TERT/GTBP1 Double Knockdown Amplified Aberrant Intertelomeric HR. (A) Schematic representation of the telomere (TTTAGGG)₇₀:DNA-tag construct. LB, left border; RB, right border; BAR, herbicide Basta (glufosinate ammonium) resistant gene. (B) DNA-tag intertelomeric integration assay. The telomere-repeat:DNA-tag construct was transformed into tobacco plants. Chromosomal integration of the construct was detected by in situ PCR followed by FISH in Telomere:DNA-tag #17 and two independent Telomere:DNA-tag/35S:RNAi-TERT (lines a and b) transgenic chromosomes. The DNA-tag signal was amplified by in situ PCR with DNA-tag-specific primers. Chromosomal DNA was denatured and incubated with an Alexa Fluor 488–labeled DNA-tag-specific probe and a Texas red-dUTP–incorporated (TTTAGGG)₇₀ telomeric probe. The chromosomes were counterstained with 4′,6-diamidino-2-phenylindole (DAPI) and observed using fluorescence microscopy. The green signals indicate the DNA-tag sequence, whereas red signals indicate internal telomere sequences. The DNA-tag sequences merged with telomere sequences were counted. At least 50 nuclei from each T0 transgenic plant were observed. Bars = 5 μm. (C) DNA-tag intertelomeric integration assays were conducted with Telomere:DNA-tag/35S:RNAi-GTBP1 and two independent Telomere:DNA-tag/35S:RNAi-GTBP1/35S:RNAi-TERT (lines a and b) transgenic chromosomes.

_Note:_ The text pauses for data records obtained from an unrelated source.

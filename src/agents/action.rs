//! 行动与归属阶段：抽取任务，识别负责人，标记无人负责的任务

use super::postprocess::{flag_unassigned, summarize};
use super::schema::ActionRecord;
use super::{prompts, StageContext, StageRecord, Understanding};
use crate::core::PipelineError;

impl StageRecord for ActionRecord {
    const STAGE: &'static str = "Action";

    fn fallback(_raw: &str) -> Self {
        Self {
            parse_error: true,
            ..Default::default()
        }
    }
}

pub struct ActionAgent {
    ctx: StageContext,
}

impl ActionAgent {
    pub fn new(ctx: StageContext) -> Self {
        Self { ctx }
    }

    pub async fn run(&self, understanding: &Understanding) -> Result<ActionRecord, PipelineError> {
        tracing::info!("[Action] Extracting action items...");

        let prompt = prompts::action_items(&understanding.data, &understanding.raw_transcript);
        let mut record: ActionRecord = self.ctx.generate_record(&prompt).await?;
        postprocess(&mut record);

        tracing::info!(
            "[Action] Extracted {} action items ({} flagged)",
            record.action_items.len(),
            record.summary.flagged_items
        );
        Ok(record)
    }
}

/// 归属标记并重算统计
pub fn postprocess(record: &mut ActionRecord) {
    record.action_items = flag_unassigned(std::mem::take(&mut record.action_items));
    record.summary = summarize(&record.action_items);
}
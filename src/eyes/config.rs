use super::{
    geometry::{EyeGeometry, EyeShape, GeometryError},
    types::{Fx, Point, Size},
};

#[derive(Clone, Copy, Debug, PartialEq, Eq)]
pub struct TimingConfig {
    pub frame_interval_ms: u64,
    pub accel_interval_ms: u64,
    pub touch_interval_ms: u64,
    pub blink_interval_ms: u64,
    pub saccade_interval_ms: u64,
}

#[derive(Clone, Copy, Debug, PartialEq, Eq)]
pub struct EyePlacement {
    /// Eye center in screen coordinates.
    pub center: Point,
    /// Screen position of the eye canvas' top-left corner.
    pub origin: Point,
    pub phase_offset_deg: i32,
}

#[derive(Clone, Copy, Debug, PartialEq, Eq)]
pub struct BlinkConfig {
    pub initial_ceiling: u16,
    pub random_min: u16,
    pub random_max: u16,
    pub top_band_height: u32,
    /// Canvas row where the lower lid band starts.
    pub bottom_band_y: i32,
    pub bottom_band_height: u32,
}

#[derive(Clone, Copy, Debug, PartialEq, Eq)]
pub struct DizzyConfig {
    /// Acceleration magnitude in g that starts a dizzy episode.
    pub accel_threshold: Fx,
    pub step_deg: u16,
    pub rotations: u16,
}

impl DizzyConfig {
    pub const fn total_deg(&self) -> u16 {
        self.rotations.saturating_mul(360)
    }
}

#[derive(Clone, Copy, Debug, PartialEq, Eq)]
pub struct SaccadeConfig {
    /// Each axis draws from `0..range`.
    pub range: u8,
    pub divisor: u8,
}

#[derive(Clone, Copy, Debug, PartialEq, Eq)]
pub struct EyesConfig {
    pub blink_during_dizzy: bool,
    pub timing: TimingConfig,
    pub shape: EyeShape,
    pub left: EyePlacement,
    pub right: EyePlacement,
    pub blink: BlinkConfig,
    pub dizzy: DizzyConfig,
    pub saccade: SaccadeConfig,
}

impl EyesConfig {
    pub fn geometry(&self, placement: &EyePlacement) -> Result<EyeGeometry, GeometryError> {
        EyeGeometry::new(self.shape, placement.center, placement.origin)
    }

    /// Same layout with the built-in elliptical eye.
    pub const fn with_elliptical_eyes(mut self) -> Self {
        self.shape = EyeShape::Ellipse {
            outer_radii: Size::new(72, 60),
            pupil_radii: Size::new(12, 15),
        };
        self
    }
}

include!(concat!(env!("OUT_DIR"), "/eyes_config.rs"));

pub fn active_config() -> &'static EyesConfig {
    &EYES_CONFIG
}
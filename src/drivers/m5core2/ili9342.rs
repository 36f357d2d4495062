use embedded_graphics::{pixelcolor::BinaryColor, primitives::Rectangle};

use crate::eyes::types::{Point, Size};

pub const PANEL_WIDTH: u32 = 320;
pub const PANEL_HEIGHT: u32 = 240;

const WHITE_565: u16 = 0xFFFF;
const BLACK_565: u16 = 0x0000;

pub const fn rgb565(color: BinaryColor) -> u16 {
    match color {
        BinaryColor::On => WHITE_565,
        BinaryColor::Off => BLACK_565,
    }
}

/// Part of a `size` block at `origin` that lands on the panel.
pub fn visible_area(origin: Point, size: Size) -> Option<Rectangle> {
    let panel = Rectangle::new(Point::zero(), Size::new(PANEL_WIDTH, PANEL_HEIGHT));
    let area = Rectangle::new(origin, size).intersection(&panel);
    (!area.is_zero_sized()).then_some(area)
}

/// Expands `width` pixels of an LSB-first 1-bit row, starting at pixel
/// `skip`, into big-endian RGB565. Returns the number of bytes written.
pub fn expand_row(row: &[u8], skip: u32, width: u32, out: &mut [u8]) -> usize {
    let mut written = 0;
    for x in skip..skip + width {
        let Some(byte) = row.get((x / 8) as usize) else {
            break;
        };
        let Some(slot) = out.get_mut(written..written + 2) else {
            break;
        };
        let color = if byte & (1 << (x % 8)) != 0 {
            BinaryColor::On
        } else {
            BinaryColor::Off
        };
        slot.copy_from_slice(&rgb565(color).to_be_bytes());
        written += 2;
    }
    written
}

#[cfg(feature = "esp-hal-runtime")]
pub use panel::Ili9342;

#[cfg(feature = "esp-hal-runtime")]
mod panel {
    use esp_hal::{
        gpio::Output,
        spi::{master::Spi, Error as SpiError},
        Blocking,
    };
    use log::info;

    use super::*;
    use crate::{
        eyes::{
            surface::{CANVAS_HEIGHT, CANVAS_WIDTH},
            DisplaySurface, EyeCanvas,
        },
        platform::DelayOps,
    };

    const CMD_SWRESET: u8 = 0x01;
    const CMD_SLPOUT: u8 = 0x11;
    const CMD_INVON: u8 = 0x21;
    const CMD_DISPON: u8 = 0x29;
    const CMD_CASET: u8 = 0x2A;
    const CMD_PASET: u8 = 0x2B;
    const CMD_RAMWR: u8 = 0x2C;
    const CMD_MADCTL: u8 = 0x36;
    const CMD_COLMOD: u8 = 0x3A;

    const LINE_BYTES: usize = PANEL_WIDTH as usize * 2;

    /// ILI9342C over blocking SPI with a GPIO data/command line.
    pub struct Ili9342<'d> {
        spi: Spi<'d, Blocking>,
        dc: Output<'d>,
        cs: Output<'d>,
        line: [u8; LINE_BYTES],
    }

    impl<'d> Ili9342<'d> {
        pub fn new(spi: Spi<'d, Blocking>, dc: Output<'d>, mut cs: Output<'d>) -> Self {
            cs.set_high();
            Self {
                spi,
                dc,
                cs,
                line: [0; LINE_BYTES],
            }
        }

        pub fn init<D: DelayOps>(&mut self, delay: &D) -> Result<(), SpiError> {
            self.command(CMD_SWRESET, &[])?;
            delay.delay_ms(120);
            self.command(CMD_SLPOUT, &[])?;
            delay.delay_ms(120);
            // 16 bits per pixel.
            self.command(CMD_COLMOD, &[0x55])?;
            // BGR order, landscape scan.
            self.command(CMD_MADCTL, &[0x08])?;
            // The Core2 panel is wired inverted.
            self.command(CMD_INVON, &[])?;
            self.command(CMD_DISPON, &[])?;
            delay.delay_ms(20);
            info!("lcd: ili9342 on {}x{}", PANEL_WIDTH, PANEL_HEIGHT);
            Ok(())
        }

        pub fn clear(&mut self, color: BinaryColor) -> Result<(), SpiError> {
            let [hi, lo] = rgb565(color).to_be_bytes();
            for pair in self.line.chunks_exact_mut(2) {
                pair[0] = hi;
                pair[1] = lo;
            }
            self.set_window(0, 0, PANEL_WIDTH - 1, PANEL_HEIGHT - 1)?;
            self.cs.set_low();
            self.dc.set_high();
            let mut result = Ok(());
            for _ in 0..PANEL_HEIGHT {
                result = self.spi.write(&self.line);
                if result.is_err() {
                    break;
                }
            }
            self.cs.set_high();
            result
        }

        fn set_window(&mut self, x0: u32, y0: u32, x1: u32, y1: u32) -> Result<(), SpiError> {
            let [x0h, x0l] = (x0 as u16).to_be_bytes();
            let [x1h, x1l] = (x1 as u16).to_be_bytes();
            let [y0h, y0l] = (y0 as u16).to_be_bytes();
            let [y1h, y1l] = (y1 as u16).to_be_bytes();
            self.command(CMD_CASET, &[x0h, x0l, x1h, x1l])?;
            self.command(CMD_PASET, &[y0h, y0l, y1h, y1l])?;
            self.command(CMD_RAMWR, &[])
        }

        fn command(&mut self, cmd: u8, params: &[u8]) -> Result<(), SpiError> {
            self.cs.set_low();
            self.dc.set_low();
            let mut result = self.spi.write(&[cmd]);
            if result.is_ok() && !params.is_empty() {
                self.dc.set_high();
                result = self.spi.write(params);
            }
            self.cs.set_high();
            result
        }
    }

    impl DisplaySurface<EyeCanvas> for Ili9342<'_> {
        type Error = SpiError;

        fn present(&mut self, origin: Point, surface: &EyeCanvas) -> Result<(), Self::Error> {
            let Some(area) = visible_area(origin, Size::new(CANVAS_WIDTH, CANVAS_HEIGHT)) else {
                return Ok(());
            };
            let x0 = area.top_left.x as u32;
            let y0 = area.top_left.y as u32;
            let skip = (area.top_left.x - origin.x) as u32;
            let first_row = (area.top_left.y - origin.y) as u32;

            self.set_window(
                x0,
                y0,
                x0 + area.size.width - 1,
                y0 + area.size.height - 1,
            )?;

            self.cs.set_low();
            self.dc.set_high();
            let mut result = Ok(());
            for y in first_row..first_row + area.size.height {
                let Some(row) = surface.row(y) else {
                    break;
                };
                let len = expand_row(row, skip, area.size.width, &mut self.line);
                result = self.spi.write(&self.line[..len]);
                if result.is_err() {
                    break;
                }
            }
            self.cs.set_high();
            result
        }
    }
}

At least 50 nuclei from independent T0 transgenic plants were observed. Arrowheads indicate the DNA-tag sequences that overlap with telomeric signals. Bars = 5 μm. (D) Schematic representation of possible HR between the telomere (TTTAGGG)₇₀:DNA-tag and internal telomere sequences in Telomere:DNA-tag/35S:RNAi-GTBP1/35S:RNAi-TERT transgenic chromosomes. Red bars indicate telomere repeat sequences, and green bars indicate a DNA-tag sequence. As a result of HR, chromosomal copy numbers of telomere:DNA-tag increased in the Telomere:DNA-tag/35S:RNAi-GTBP1/35S:RNAi-TERT chromosomes. (E) Genomic PCR analysis. Leaf genomic DNA was isolated from Telomere:DNA-tag #17, Telomere:DNA-tag/35S:RNAi-TERT (independent lines a and b), Telomere:DNA-tag/35S:RNAi-GTBP1, and Telomere:DNA-tag/35S:RNAi-GTBP1/35S:RNAi-TERT (independent lines a and b) transgenic plants. DNA was analyzed by PCR using DNA-tag-specific primers. BAR is a loading control. [See online article for color version of this figure.]

Figure 5.

A Working Model of Possible Roles of GTBP1 and Telomerase Activity against Aberrant Telomeric Recombination GTBP1 binds to single-stranded telomere 3′ G-overhang ends and plays a role in inhibiting abnormal telomeric HR. When GTBP1 was repressed, aberrant telomere recombination occurred and telomere stability was partially disrupted. TERT/GTBP1 double knockdown amplified misplaced HR of G-strand overhangs into telomeric regions, which is associated with genome instability and early senescence of tobacco plants. A reduction of G-overhang length, in conjunction with GTBP1 repression, caused G-overhang uncapping from GTBP1-mediated telomere protection, due to the G-overhang length-dependent binding of GTBP1. Open circles indicate GTBP1.